L’industrie de l’extraction dans cette région remonte à plusieurs siècles. La mine d’argent d’Imider a été décrite par des chroniqueurs de la période islamique classique. Durant la phase de recherches préliminaires du projet, les habitant·es de la province de Zagora ont également évoqué la possibilité que certaines mines de leur région puissent dater de la période almohade (XIIe siècle). Cependant, l’exploitation des mines modernes de la région a commencé avec le Protectorat français, et l’extractivisme agressif des spéculateurs, des industriels et des dirigeants régionaux (caïds) a imposé dans un même mouvement, les contraintes de la domination française aux Marocains du sud-est.8 Les premières recherches dans les Archives du Maroc révèlent que les revendications de prospection et d’exploitation dans cette région sont bien antérieures à l’établissement officiel du Protectorat et à la victoire militaire finale des Français à Bougafer (actuelle province de Tinghir) en 1933. L’exploitation minière était liée à des luttes autour de la nature du pouvoir que le seigneur de la région – le Pacha de Marrakech et le Grand Caid, Thami el-Glaoui – devait détenir. Certains acteurs au sein du gouvernement du protectorat préconisaient de lui permettre de régner, tandis que d’autres, beaucoup plus alignés sur les intérêts financiers européens, plaidaient pour une privatisation totale du secteur de l’extraction. Les premiers l’ont emporté, et la mine de cobalt de Bouazzer, créée en 1928 grâce à une alliance entre des investisseurs français et el-Glaoui, est devenue l’un des sites de l’archipel des mines, appartenant à la société qui allait s’appeler Managem, le holding public détenant des actions de sociétés royals majoritaires. Ces mines – à Imider, Bouazzer et Bleida – ont été le théâtre de mobilisations sociales dans les années 2010.
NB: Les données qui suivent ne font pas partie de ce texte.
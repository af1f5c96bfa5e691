//! SQL dialects.
//!
//! Dialects differ in how LIKE patterns escape their metacharacters and in
//! placeholder syntax. Everything else renders the same for all databases.

use std::str::FromStr;

/// Database-specific rendering hooks.
pub trait Dialect {
    fn name(&self) -> &'static str;

    /// Escape `text` so that it matches itself inside a LIKE pattern.
    fn escape_like(&self, text: &str) -> String;

    /// Appended after every LIKE operand.
    fn like_escape_clause(&self) -> &'static str {
        " ESCAPE '\\'"
    }

    /// Placeholder for the 1-based parameter `index`.
    fn placeholder(&self, index: usize) -> String {
        let _ = index;
        "?".to_string()
    }

    fn upper(&self, expr: &str) -> String {
        format!("UPPER({expr})")
    }
}

/// Escape `%`, `_` and `\` with a backslash.
pub fn escape_with_backslash(text: &str) -> String {
    let mut out = String::with_capacity(text.len());
    for c in text.chars() {
        if matches!(c, '\\' | '%' | '_') {
            out.push('\\');
        }
        out.push(c);
    }
    out
}

/// Wrap `%`, `_` and `[` in brackets.
pub fn escape_with_brackets(text: &str) -> String {
    let mut out = String::with_capacity(text.len());
    for c in text.chars() {
        match c {
            '%' | '_' | '[' => {
                out.push('[');
                out.push(c);
                out.push(']');
            }
            c => out.push(c),
        }
    }
    out
}

#[derive(Debug, Clone, Copy, Default, PartialEq, Eq, Hash)]
pub enum Database {
    #[default]
    H2,
    MySql,
    Postgres,
    SqlServer,
}

impl Database {
    pub const ALL: [Database; 4] = [
        Database::H2,
        Database::MySql,
        Database::Postgres,
        Database::SqlServer,
    ];
}

impl Dialect for Database {
    fn name(&self) -> &'static str {
        match self {
            Database::H2 => "h2",
            Database::MySql => "mysql",
            Database::Postgres => "postgres",
            Database::SqlServer => "sqlserver",
        }
    }

    fn escape_like(&self, text: &str) -> String {
        match self {
            Database::SqlServer => escape_with_brackets(text),
            _ => escape_with_backslash(text),
        }
    }

    fn like_escape_clause(&self) -> &'static str {
        match self {
            // Backslash is an escape in MySQL string literals too.
            Database::MySql => " ESCAPE '\\\\'",
            Database::SqlServer => "",
            _ => " ESCAPE '\\'",
        }
    }

    fn placeholder(&self, index: usize) -> String {
        match self {
            Database::Postgres => format!("${index}"),
            Database::SqlServer => format!("@p{index}"),
            _ => "?".to_string(),
        }
    }
}

impl std::fmt::Display for Database {
    fn fmt(&self, f: &mut std::fmt::Formatter<'_>) -> std::fmt::Result {
        f.write_str(self.name())
    }
}

impl FromStr for Database {
    type Err = String;

    fn from_str(s: &str) -> Result<Self, Self::Err> {
        match s.to_ascii_lowercase().as_str() {
            "h2" => Ok(Database::H2),
            "mysql" | "mariadb" => Ok(Database::MySql),
            "postgres" | "postgresql" => Ok(Database::Postgres),
            "sqlserver" | "mssql" => Ok(Database::SqlServer),
            _ => Err(format!(
                "unknown database `{s}` (expected one of: h2, mysql, postgres, sqlserver)"
            )),
        }
    }
}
Retracer cette généalogie de l’extraction fut une composante importante de la recherche-action initiée à l’automne 2021, car cela permettait de mettre en lumière les idéologies de domination très anciennes qui continuent à ce jour de régir l’extraction et la gestion des ressources naturelles en général. Cela révèle également la violence des rapports de force inhérents à l’expropriation de ces ressources, au nom d’intérêts étrangers ou de ceux des élites marocaines. Même les initiatives apparemment progressistes, comme celles liées à l’énergie solaire, doivent faire l’objet d’une mise en perspective historique lorsqu’elles s’appuient sur les mêmes cadres juridiques et relations de pouvoir. Les habitant·es de la région n’ont jamais vu les décrets, contrats ou autres documents qui ont formalisé les transferts de terres et l’exportation de richesses que ces projets ont réalisé·es. Ces documents reposent dans les archives françaises ou dans les Archives du Maroc récemment ouvertes, loin des personnes qu’ils concernent. Démocratiser la connaissance de l’extraction signifie restituer les documents aux propriétaires originel·les des ressources, et dévoiler une histoire dont il faut tenir compte pour bien comprendre la dynamique sociale contemporaine des grands projets d’investissement. La nécessité de prendre l’histoire en considération s’applique quelle que soit la ressource en question : le cobalt, l’argent, l’eau utilisée pour la production commerciale de pastèques dans la vallée aride du Dra’, ou encore les terres utilisées pour héberger les infrastructures permettant de capturer l’énergie solaire. Cette histoire est également cruciale pour donner un sens aux continuités existantes entre l’extraction minière et les énergies renouvelables. C’est sur ce point que se penche la prochaine partie, dans laquelle sont révélés acteur·trices et intérêts financiers convergents, impliqués dans l’extraction et l’exploitation des énergies renouvelables.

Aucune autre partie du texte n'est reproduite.